Still we must note that the schools are already overtaxed, and that Uganda hosts the third largest population of Refugees in the world, while attempting to shift into a middle income country status and meet the needs of its own population. The efforts of the local communities need to be commended.
Long days of reflection, stakeholder mapping and thinking about the significance of what we are doing.
Finally we note initially that as with policy analysis findings, there is a discrepancy between work with people with disabilities and work with refugees. It seems that there are broad categories that are supposed to cater to all, but not a lot of intentional programs or policy for refugees with disabilities.
There are however, a great number of people who are trying to work under very difficult circumstances in their own lives to improve the lives of others around them. The policy of Uganda to integrate refugees in local communities rather than segregate them in camps, is progressive and caring. We were particularly taken by the generosity and genuine efforts to welcome and include refugees. And while there remain very difficult hurdles to overcome, we feel that they can be overcome. We hope that our research will be part of the practical elements of informing and improving the lives of the people we met, and we look forward to working with them in more depth.
Adjumani itself is a lovely town, which appears to be in a development phase, with lots of newly constructed homes, and a thriving agricultural sector. Colleagues from Gulu University Faculty of Agriculture and Environment had in fact just been in Adjumani less than a month earlier (before the Mango season started), to do some consulting and research around sustainable agriculture and agribusiness.

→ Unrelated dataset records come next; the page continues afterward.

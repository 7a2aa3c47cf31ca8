pub mod application;
pub mod domain;
pub mod infrastructure;

use application::bootstrap::{bootstrap_workspace, workspace_root, BootstrapResult};
use application::oauth::{EnsureTokenResult, OAuthConfig, OAuthManager};
use application::repl::{Console, Repl};
use application::todo_service::TodoService;
use infrastructure::calendar_gateway::{GatewaySettings, GoogleCalendarGateway};
use infrastructure::config::{read_client_secret, CredentialBackend};
use infrastructure::credential_store::{
    ConfiguredCredentialStore, FileCredentialStore, KeyringCredentialStore,
};
use infrastructure::error::InfraError;
use infrastructure::logging::init_logging;
use infrastructure::oauth_client::ReqwestOAuthClient;
use log::{error, info};
use std::sync::Arc;

/// Prepares the workspace, signs in if needed and runs the interactive session
/// on stdin/stdout until it ends.
pub async fn run() -> Result<(), InfraError> {
    let root = workspace_root()?;
    let bootstrap = bootstrap_workspace(&root)?;
    let _logger = init_logging(&bootstrap.config.log_level, &bootstrap.paths.logs_dir)?;

    let result = start_session(&bootstrap).await;
    match &result {
        Ok(()) => info!("event=session status=closed"),
        Err(error) => error!("event=session status=failed error={error}"),
    }
    result
}

async fn start_session(bootstrap: &BootstrapResult) -> Result<(), InfraError> {
    let config = &bootstrap.config;
    let zone = config.time_zone()?;

    let credential_store = match config.credential_backend {
        CredentialBackend::File => {
            ConfiguredCredentialStore::File(FileCredentialStore::new(&bootstrap.paths.token_path))
        }
        CredentialBackend::Keyring => ConfiguredCredentialStore::Keyring(KeyringCredentialStore::default()),
    };
    let client_secret = read_client_secret(&config.client_secret_path(&bootstrap.paths.root))?;
    let oauth_config = OAuthConfig::resolve(|key| std::env::var(key).ok(), client_secret)?;
    let oauth_manager = OAuthManager::new(
        oauth_config,
        Arc::new(credential_store),
        Arc::new(ReqwestOAuthClient::new()),
    );

    if matches!(
        oauth_manager.ensure_access_token().await?,
        EnsureTokenResult::ReauthenticationRequired
    ) {
        oauth_manager.authorize_interactively(&mut std::io::stdout()).await?;
    }

    let gateway = GoogleCalendarGateway::new(
        oauth_manager,
        GatewaySettings {
            calendar_id: config.calendar_id.clone(),
            done_color_id: config.done_color_id.clone(),
            page_size: config.page_size,
        },
    );
    info!(
        "event=session status=start calendar_id={} timezone={zone}",
        config.calendar_id
    );

    let stdin = std::io::stdin();
    let console = Console::new(stdin.lock(), std::io::stdout());
    let mut repl = Repl::new(TodoService::new(gateway, zone), console);
    repl.run().await
}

From an ethical perspective we have been thinking about participatory research methods, and authentic community engagement a lot as a team and we have been working hard to engage and listen to the community. This is why our advisory board has played such a close role in this whole research process, and we hope it will generate better results. To this end, there are two substantial possibilities that we can work towards at Gulu University, and which our stakeholders have asked us to do. First, there is the opportunity to pursue a research chair at Gulu University for Refugees and Displaced peoples, which we are pushing hard to win. The second element has to do with developing a program for learning and teaching for refugees and for people with disabilities. In fact, there already are a number of refugees studying and working at Gulu university- many in the faculty of Education and Humanities, and Gulu University, through the TESCEA project has been working hard to shift professional teaching practice across the institution through the development of a teaching certificate for lecturers in Gender Responsive Pedagogy and Transformative learning. There is a newly established centre for innovation in teaching and learning, and together with the expertise of our advisory board we will be developing a program aimed at integrating and including and supporting refugees and people with disabilities on campus.